All of the above paints a picture of psychological trenches dividing Syrians, generating political ideas, strategies, and practices that surfaced during the Syrian catastrophe of 2011-2024. As the saying goes, “People are like minerals,” and “Minerals are tested by fire.” The Syrian regime, a master of manipulating the “minority scare” tactic, heavily exploited the Alawite-Sunni divide, and even played on the fear of Christian minorities from ‘Sunni Wahsh’ (Sunni monster). It can be argued that it achieved considerable success in both cases, even among many opponents of the Assad regime. Here, the psychological trench between Sunni loyalists of the Assad regime and its Islamist and leftist opponents cannot be explained solely by fear and phobias, but by the material interests driving this divide.
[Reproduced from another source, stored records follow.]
use std::env;
use std::net::SocketAddr;
use std::path::PathBuf;

pub const DEFAULT_MEDIA_ROOT: &str = "./media";
pub const DEFAULT_MEDIA_URL: &str = "/media";
pub const DEFAULT_BIND_ADDR: &str = "0.0.0.0:3000";
pub const DEFAULT_MAX_UPLOAD_BYTES: usize = 64 * 1024 * 1024;

#[derive(Debug, thiserror::Error)]
pub enum ConfigError {
    #[error("{0} must be set")]
    Missing(&'static str),
    #[error("invalid value for {name}: {value}")]
    Invalid { name: &'static str, value: String },
}

#[derive(Debug, Clone)]
pub struct Config {
    pub database_url: String,
    pub media_root: PathBuf,
    /// URL prefix under which stored files are served.
    pub media_url: String,
    pub bind_addr: SocketAddr,
    pub max_upload_bytes: usize,
    pub run_migrations: bool,
}

fn var_or(name: &'static str, default: &str) -> String {
    env::var(name)
        .ok()
        .filter(|v| !v.trim().is_empty())
        .unwrap_or_else(|| default.to_string())
}

fn parsed<T: std::str::FromStr>(name: &'static str, default: &str) -> Result<T, ConfigError> {
    let value = var_or(name, default);
    value
        .trim()
        .parse()
        .map_err(|_| ConfigError::Invalid { name, value })
}

fn flag(name: &'static str, default: bool) -> Result<bool, ConfigError> {
    match env::var(name) {
        Err(_) => Ok(default),
        Ok(value) => match value.trim().to_ascii_lowercase().as_str() {
            "" => Ok(default),
            "1" | "true" | "yes" | "on" => Ok(true),
            "0" | "false" | "no" | "off" => Ok(false),
            _ => Err(ConfigError::Invalid { name, value }),
        },
    }
}

impl Config {
    pub fn from_env() -> Result<Self, ConfigError> {
        let database_url =
            env::var("DATABASE_URL").map_err(|_| ConfigError::Missing("DATABASE_URL"))?;
        let media_root = PathBuf::from(var_or("MEDIA_ROOT", DEFAULT_MEDIA_ROOT));
        let media_url = var_or("MEDIA_URL", DEFAULT_MEDIA_URL)
            .trim_end_matches('/')
            .to_string();
        let bind_addr = parsed("BIND_ADDR", DEFAULT_BIND_ADDR)?;
        let max_upload_bytes =
            parsed("MAX_UPLOAD_BYTES", &DEFAULT_MAX_UPLOAD_BYTES.to_string())?;
        let run_migrations = flag("RUN_MIGRATIONS", true)?;

        Ok(Self {
            database_url,
            media_root,
            media_url,
            bind_addr,
            max_upload_bytes,
            run_migrations,
        })
    }

    /// Public URL of a stored file.
    pub fn media_url_for(&self, stored: &str) -> String {
        format!("{}/{}", self.media_url, stored)
    }
}
use axum::{extract::State, http::StatusCode, response::Html, Json};
use serde::Serialize;

use crate::state::AppState;

#[derive(Serialize, utoipa::ToSchema)]
pub struct HealthResponse {
    pub status: String,
    pub database: String,
    pub version: String,
}

#[utoipa::path(
    get,
    path = "/",
    responses(
        (status = 200, description = "Welcome page HTML", content_type = "text/html")
    ),
    tag = "General"
)]
pub async fn root() -> Html<&'static str> {
    Html(r#"
        <!DOCTYPE html>
        <html lang="en">
        <head>
            <meta charset="UTF-8">
            <meta name="viewport" content="width=device-width, initial-scale=1.0">
            <title>AssetVault</title>
            <style>
                body {
                    display: flex;
                    flex-direction: column;
                    justify-content: center;
                    align-items: center;
                    height: 100vh;
                    margin: 0;
                    font-family: Arial, sans-serif;
                    background-color: #f0f0f0;
                }
                h1 {
                    color: #333;
                }
                p {
                    color: #666;
                }
                a {
                    margin: 8px;
                    padding: 10px 20px;
                    background-color: #007bff;
                    color: white;
                    text-decoration: none;
                    border-radius: 5px;
                    font-weight: bold;
                }
            </style>
        </head>
        <body>
            <h1>Welcome to AssetVault</h1>
            <p>Vehicle and inspection-cycle records with their photos and documents.</p>
            <div>
                <a href="/swagger-ui/">Explore API Docs</a>
                <a href="/backup">Vehicle backup</a>
                <a href="/backup/cycles">Cycle backup</a>
            </div>
        </body>
        </html>
    "#)
}

#[utoipa::path(
    get,
    path = "/health",
    responses(
        (status = 200, description = "Service and database are up", body = HealthResponse),
        (status = 503, description = "Database unreachable", body = HealthResponse)
    ),
    tag = "General"
)]
pub async fn health(State(state): State<AppState>) -> (StatusCode, Json<HealthResponse>) {
    let (status, database) = match state.db.ping().await {
        Ok(()) => (StatusCode::OK, "ok"),
        Err(e) => {
            tracing::warn!("Health | database ping failed: {}", e);
            (StatusCode::SERVICE_UNAVAILABLE, "unreachable")
        }
    };

    (
        status,
        Json(HealthResponse {
            status: if status == StatusCode::OK { "ok" } else { "degraded" }.to_string(),
            database: database.to_string(),
            version: env!("CARGO_PKG_VERSION").to_string(),
        }),
    )
}
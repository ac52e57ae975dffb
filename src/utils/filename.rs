/// Longest filename kept from an upload, extension included.
const MAX_FILENAME_LEN: usize = 120;

#[derive(Debug, PartialEq, Eq)]
pub enum FilenameError {
    /// Nothing usable is left after sanitizing.
    Empty,
    /// Name resolves to `.` or `..`.
    PathTraversal,
}

impl FilenameError {
    pub fn message(&self) -> &'static str {
        match self {
            Self::Empty => "Filename cannot be empty",
            Self::PathTraversal => "Invalid filename: '.' and '..' are not allowed",
        }
    }
}

/// Reduces an uploaded filename to a safe basename.
///
/// Browsers may send a full client path, so only the part after the last
/// `/` or `\` is kept. Spaces become underscores and anything other than
/// alphanumerics, `-`, `_` and `.` is dropped.
pub fn sanitize_upload_name(raw: &str) -> Result<String, FilenameError> {
    let last = raw.rsplit(['/', '\\']).next().unwrap_or(raw).trim();

    let cleaned: String = last
        .chars()
        .map(|c| if c == ' ' { '_' } else { c })
        .filter(|c| c.is_alphanumeric() || matches!(c, '-' | '_' | '.'))
        .collect();

    if cleaned.is_empty() {
        return Err(FilenameError::Empty);
    }
    if cleaned == "." || cleaned == ".." {
        return Err(FilenameError::PathTraversal);
    }

    Ok(truncate_keeping_extension(&cleaned, MAX_FILENAME_LEN))
}

fn truncate_keeping_extension(name: &str, max: usize) -> String {
    if name.chars().count() <= max {
        return name.to_string();
    }
    let (stem, ext) = split_extension(name);
    let keep = max.saturating_sub(ext.chars().count());
    let stem: String = stem.chars().take(keep).collect();
    format!("{stem}{ext}")
}

/// Splits `photo.tar.gz` into `("photo.tar", ".gz")`. A leading dot is part
/// of the stem.
pub fn split_extension(name: &str) -> (&str, &str) {
    match name.rfind('.') {
        Some(idx) if idx > 0 => (&name[..idx], &name[idx..]),
        _ => (name, ""),
    }
}

/// Checks if a path string contains path traversal patterns.
pub fn contains_path_traversal(path: &str) -> bool {
    path.split(['/', '\\']).any(|segment| segment == "..")
}

/// Validates a storage path relative to the media root.
pub fn validate_relative_path(path: &str) -> Result<&str, &'static str> {
    if path.is_empty() {
        return Err("Path cannot be empty");
    }
    if path.contains('\0') || path.chars().any(|c| c.is_control()) {
        return Err("Path must not contain control characters");
    }
    if path.contains('\\') {
        return Err("Path must not contain backslashes");
    }
    if path.starts_with('/') {
        return Err("Path must not start with '/'");
    }
    if contains_path_traversal(path) {
        return Err("Path must not contain '..' traversal");
    }
    if path.split('/').any(|segment| segment.is_empty() || segment == ".") {
        return Err("Path must not contain empty segments");
    }
    Ok(path)
}

/// Identifiers become a storage path segment, so they are limited to
/// characters that are safe in one.
pub fn is_safe_identifier(identifier: &str) -> bool {
    !identifier.is_empty()
        && identifier != "."
        && identifier != ".."
        && identifier
            .chars()
            .all(|c| c.is_alphanumeric() || matches!(c, '-' | '_' | '.'))
}
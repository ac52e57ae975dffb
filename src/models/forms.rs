//! Validation of submitted record fields.
//!
//! Forms carry raw values as submitted; `validate` turns them into typed
//! records or a [`FieldErrors`] map naming every offending field.

use chrono::NaiveDate;
use serde::Deserialize;

use crate::entities::cycle::ControlType;
use crate::error::{AppError, FieldErrors};
use crate::utils::filename::is_safe_identifier;
use crate::utils::paths::normalize_identifier;

pub const IDENTIFIER_MAX_LEN: usize = 20;
pub const TEXT_MAX_LEN: usize = 100;
pub const KILOMETERS_MAX: i64 = 10_000_000;
pub const CYLINDERS_MIN: i64 = 1;
pub const CYLINDERS_MAX: i64 = 16;

const REQUIRED: &str = "This field is required.";

fn non_blank(value: Option<&str>) -> Option<&str> {
    value.map(str::trim).filter(|v| !v.is_empty())
}

fn required<'a>(errors: &mut FieldErrors, field: &str, value: Option<&'a str>) -> Option<&'a str> {
    let value = non_blank(value);
    if value.is_none() {
        errors.add(field, REQUIRED);
    }
    value
}

fn max_len(errors: &mut FieldErrors, field: &str, value: &str, max: usize) -> bool {
    let len = value.chars().count();
    if len > max {
        errors.add(
            field,
            format!("Ensure this value has at most {max} characters (it has {len})."),
        );
        return false;
    }
    true
}

fn text(errors: &mut FieldErrors, field: &str, value: &str) -> Option<String> {
    max_len(errors, field, value, TEXT_MAX_LEN).then(|| value.to_string())
}

/// Normalizes whitespace to hyphens, then checks length and charset.
fn identifier(errors: &mut FieldErrors, field: &str, value: &str) -> Option<String> {
    let normalized = normalize_identifier(value);
    if !max_len(errors, field, &normalized, IDENTIFIER_MAX_LEN) {
        return None;
    }
    if !is_safe_identifier(&normalized) {
        errors.add(
            field,
            "Enter a valid identifier: letters, numbers, '-', '_' and '.' only.",
        );
        return None;
    }
    Some(normalized)
}

pub fn parse_date(value: &str) -> Option<NaiveDate> {
    NaiveDate::parse_from_str(value.trim(), "%Y-%m-%d").ok()
}

fn date(errors: &mut FieldErrors, field: &str, value: &str) -> Option<NaiveDate> {
    let parsed = parse_date(value);
    if parsed.is_none() {
        errors.add(field, "Enter a valid date.");
    }
    parsed
}

fn control_type(errors: &mut FieldErrors, field: &str, value: &str) -> Option<ControlType> {
    let parsed = ControlType::parse(value);
    if parsed.is_none() {
        errors.add(
            field,
            format!("Select a valid choice. {value} is not one of the available choices."),
        );
    }
    parsed
}

fn bounded(errors: &mut FieldErrors, field: &str, value: i64, min: i64, max: i64) -> Option<i32> {
    if value < min {
        errors.add(field, format!("Ensure this value is greater than or equal to {min}."));
        return None;
    }
    if value > max {
        errors.add(field, format!("Ensure this value is less than or equal to {max}."));
        return None;
    }
    i32::try_from(value).ok()
}

fn whole_number(errors: &mut FieldErrors, field: &str, value: &str) -> Option<i64> {
    let parsed = value.trim().parse::<i64>().ok();
    if parsed.is_none() {
        errors.add(field, "Enter a whole number.");
    }
    parsed
}

#[derive(Debug, Clone, PartialEq)]
pub struct NewCycle {
    pub control_type: ControlType,
    pub date: NaiveDate,
    pub cycle_id: String,
}

/// Cycle fields as submitted in a multipart form.
#[derive(Debug, Default, Clone)]
pub struct CycleForm {
    pub control_type: Option<String>,
    pub date: Option<String>,
    pub cycle_id: Option<String>,
}

impl CycleForm {
    pub fn validate(&self) -> Result<NewCycle, AppError> {
        let mut errors = FieldErrors::new();

        let control_type = required(&mut errors, "control_type", self.control_type.as_deref())
            .and_then(|v| control_type(&mut errors, "control_type", v));
        let date = required(&mut errors, "date", self.date.as_deref())
            .and_then(|v| date(&mut errors, "date", v));
        let cycle_id = required(&mut errors, "cycle_id", self.cycle_id.as_deref())
            .and_then(|v| identifier(&mut errors, "cycle_id", v));

        match (control_type, date, cycle_id) {
            (Some(control_type), Some(date), Some(cycle_id)) if errors.is_empty() => Ok(NewCycle {
                control_type,
                date,
                cycle_id,
            }),
            _ => Err(AppError::Validation(errors)),
        }
    }
}

#[derive(Debug, Default, Clone, PartialEq)]
pub struct CyclePatch {
    pub control_type: Option<ControlType>,
    pub date: Option<NaiveDate>,
    pub cycle_id: Option<String>,
}

/// Partial cycle modification. Absent fields are left unchanged.
#[derive(Debug, Default, Clone, Deserialize, utoipa::ToSchema)]
pub struct CycleUpdate {
    pub control_type: Option<String>,
    /// `YYYY-MM-DD`
    pub date: Option<String>,
    pub cycle_id: Option<String>,
}

impl CycleUpdate {
    pub fn validate(&self) -> Result<CyclePatch, AppError> {
        let mut errors = FieldErrors::new();
        let mut patch = CyclePatch::default();

        if let Some(value) = self.control_type.as_deref() {
            patch.control_type = required(&mut errors, "control_type", Some(value))
                .and_then(|v| control_type(&mut errors, "control_type", v));
        }
        if let Some(value) = self.date.as_deref() {
            patch.date =
                required(&mut errors, "date", Some(value)).and_then(|v| date(&mut errors, "date", v));
        }
        if let Some(value) = self.cycle_id.as_deref() {
            patch.cycle_id = required(&mut errors, "cycle_id", Some(value))
                .and_then(|v| identifier(&mut errors, "cycle_id", v));
        }

        errors.into_result()?;
        Ok(patch)
    }
}

#[derive(Debug, Clone, PartialEq)]
pub struct NewVehicle {
    pub car_number: String,
    pub brand: String,
    pub kilometers: i32,
    pub cylinder_count: i32,
    pub mesures: String,
    pub ligne: String,
    pub entry_date: NaiveDate,
}

/// Vehicle fields as submitted in a multipart form.
#[derive(Debug, Default, Clone)]
pub struct VehicleForm {
    pub car_number: Option<String>,
    pub brand: Option<String>,
    pub kilometers: Option<String>,
    pub cylinder_count: Option<String>,
    pub mesures: Option<String>,
    pub ligne: Option<String>,
    pub entry_date: Option<String>,
}

impl VehicleForm {
    /// `today` is used when no entry date was submitted.
    pub fn validate(&self, today: NaiveDate) -> Result<NewVehicle, AppError> {
        let mut errors = FieldErrors::new();

        let car_number = required(&mut errors, "car_number", self.car_number.as_deref())
            .and_then(|v| identifier(&mut errors, "car_number", v));
        let brand = required(&mut errors, "brand", self.brand.as_deref())
            .and_then(|v| text(&mut errors, "brand", v));
        let kilometers = required(&mut errors, "kilometers", self.kilometers.as_deref())
            .and_then(|v| whole_number(&mut errors, "kilometers", v))
            .and_then(|v| bounded(&mut errors, "kilometers", v, 0, KILOMETERS_MAX));
        let cylinder_count =
            required(&mut errors, "cylinder_count", self.cylinder_count.as_deref())
                .and_then(|v| whole_number(&mut errors, "cylinder_count", v))
                .and_then(|v| {
                    bounded(&mut errors, "cylinder_count", v, CYLINDERS_MIN, CYLINDERS_MAX)
                });
        let mesures = required(&mut errors, "mesures", self.mesures.as_deref())
            .and_then(|v| text(&mut errors, "mesures", v));
        let ligne = required(&mut errors, "ligne", self.ligne.as_deref())
            .and_then(|v| text(&mut errors, "ligne", v));
        let entry_date = match non_blank(self.entry_date.as_deref()) {
            Some(v) => date(&mut errors, "entry_date", v),
            None => Some(today),
        };

        match (car_number, brand, kilometers, cylinder_count, mesures, ligne, entry_date) {
            (
                Some(car_number),
                Some(brand),
                Some(kilometers),
                Some(cylinder_count),
                Some(mesures),
                Some(ligne),
                Some(entry_date),
            ) if errors.is_empty() => Ok(NewVehicle {
                car_number,
                brand,
                kilometers,
                cylinder_count,
                mesures,
                ligne,
                entry_date,
            }),
            _ => Err(AppError::Validation(errors)),
        }
    }
}

#[derive(Debug, Default, Clone, PartialEq)]
pub struct VehiclePatch {
    pub car_number: Option<String>,
    pub brand: Option<String>,
    pub kilometers: Option<i32>,
    pub cylinder_count: Option<i32>,
    pub mesures: Option<String>,
    pub ligne: Option<String>,
    pub entry_date: Option<NaiveDate>,
}

#[derive(Debug, Default, Clone, Deserialize, utoipa::ToSchema)]
pub struct VehicleUpdate {
    pub car_number: Option<String>,
    pub brand: Option<String>,
    pub kilometers: Option<i64>,
    pub cylinder_count: Option<i64>,
    pub mesures: Option<String>,
    pub ligne: Option<String>,
    /// `YYYY-MM-DD`
    pub entry_date: Option<String>,
}

impl VehicleUpdate {
    pub fn validate(&self) -> Result<VehiclePatch, AppError> {
        let mut errors = FieldErrors::new();
        let mut patch = VehiclePatch::default();

        if let Some(value) = self.car_number.as_deref() {
            patch.car_number = required(&mut errors, "car_number", Some(value))
                .and_then(|v| identifier(&mut errors, "car_number", v));
        }
        if let Some(value) = self.brand.as_deref() {
            patch.brand = required(&mut errors, "brand", Some(value))
                .and_then(|v| text(&mut errors, "brand", v));
        }
        if let Some(value) = self.kilometers {
            patch.kilometers = bounded(&mut errors, "kilometers", value, 0, KILOMETERS_MAX);
        }
        if let Some(value) = self.cylinder_count {
            patch.cylinder_count =
                bounded(&mut errors, "cylinder_count", value, CYLINDERS_MIN, CYLINDERS_MAX);
        }
        if let Some(value) = self.mesures.as_deref() {
            patch.mesures = required(&mut errors, "mesures", Some(value))
                .and_then(|v| text(&mut errors, "mesures", v));
        }
        if let Some(value) = self.ligne.as_deref() {
            patch.ligne = required(&mut errors, "ligne", Some(value))
                .and_then(|v| text(&mut errors, "ligne", v));
        }
        if let Some(value) = self.entry_date.as_deref() {
            patch.entry_date = required(&mut errors, "entry_date", Some(value))
                .and_then(|v| date(&mut errors, "entry_date", v));
        }

        errors.into_result()?;
        Ok(patch)
    }
}

#[derive(Debug, Clone, PartialEq)]
pub struct NewFaultyPart {
    pub part_name: String,
    pub description: String,
}

#[derive(Debug, Default, Clone)]
pub struct FaultyPartForm {
    pub part_name: Option<String>,
    pub description: Option<String>,
}

impl FaultyPartForm {
    pub fn validate(&self) -> Result<NewFaultyPart, AppError> {
        let mut errors = FieldErrors::new();

        let part_name = required(&mut errors, "part_name", self.part_name.as_deref())
            .and_then(|v| text(&mut errors, "part_name", v));
        let description = self.description.as_deref().unwrap_or("").trim().to_string();

        match part_name {
            Some(part_name) if errors.is_empty() => Ok(NewFaultyPart {
                part_name,
                description,
            }),
            _ => Err(AppError::Validation(errors)),
        }
    }
}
Furthermore, numerous Syrian psychological trenches exist, including an Arab-Kurdish one. However, this trench is not present within the social fabric where Arabs and Kurds intermingle, such as in the cities of Aleppo, Hasaka, Qamishli, or the Rukn al-Din district of Damascus. Instead, the opposing sides of this trench are the nationalist chauvinists from both groups, often intellectuals and ideologues, rather than the general populace. This psychological trench is largely absent among Arab leftists, the Kurdish left, parties such as the Democratic Union Party (PYD), or figures of Syrian Kurdish national identity like the late Hamid Darwish. In Syria, Arabs and Kurds generally experience better conditions than Kurds face in Iraq, Turkey, or Iran, and the historical injustices perpetrated by Syrian regimes since 1958 against Kurds – on national, cultural, political, and administrative levels – are often counterbalanced by existing social relationships.
However, taken as a whole, these aforementioned Syrian psychological trenches, including those as old as the one separating Damascus, Aleppo, Deir Ezzor, and their surrounding rural areas, revealed the inherent fragility of the Syrian national identity since the French departure in 1946. They signal the collapse, or at least the severe decline, of the Syrian national state that existed at that time, and point to the urgent need to construct a new Syrian national identity. The fact that this fragility manifested so intensely during the 2011-2024 holocaust demonstrates that it was not a product of those years alone. Instead, it was a pre-existing, powerful force. Otherwise, Syria would not have generated so much internal fuel for its own holocaust, attracting regional and international actors eager to cook their own agendas within its flames.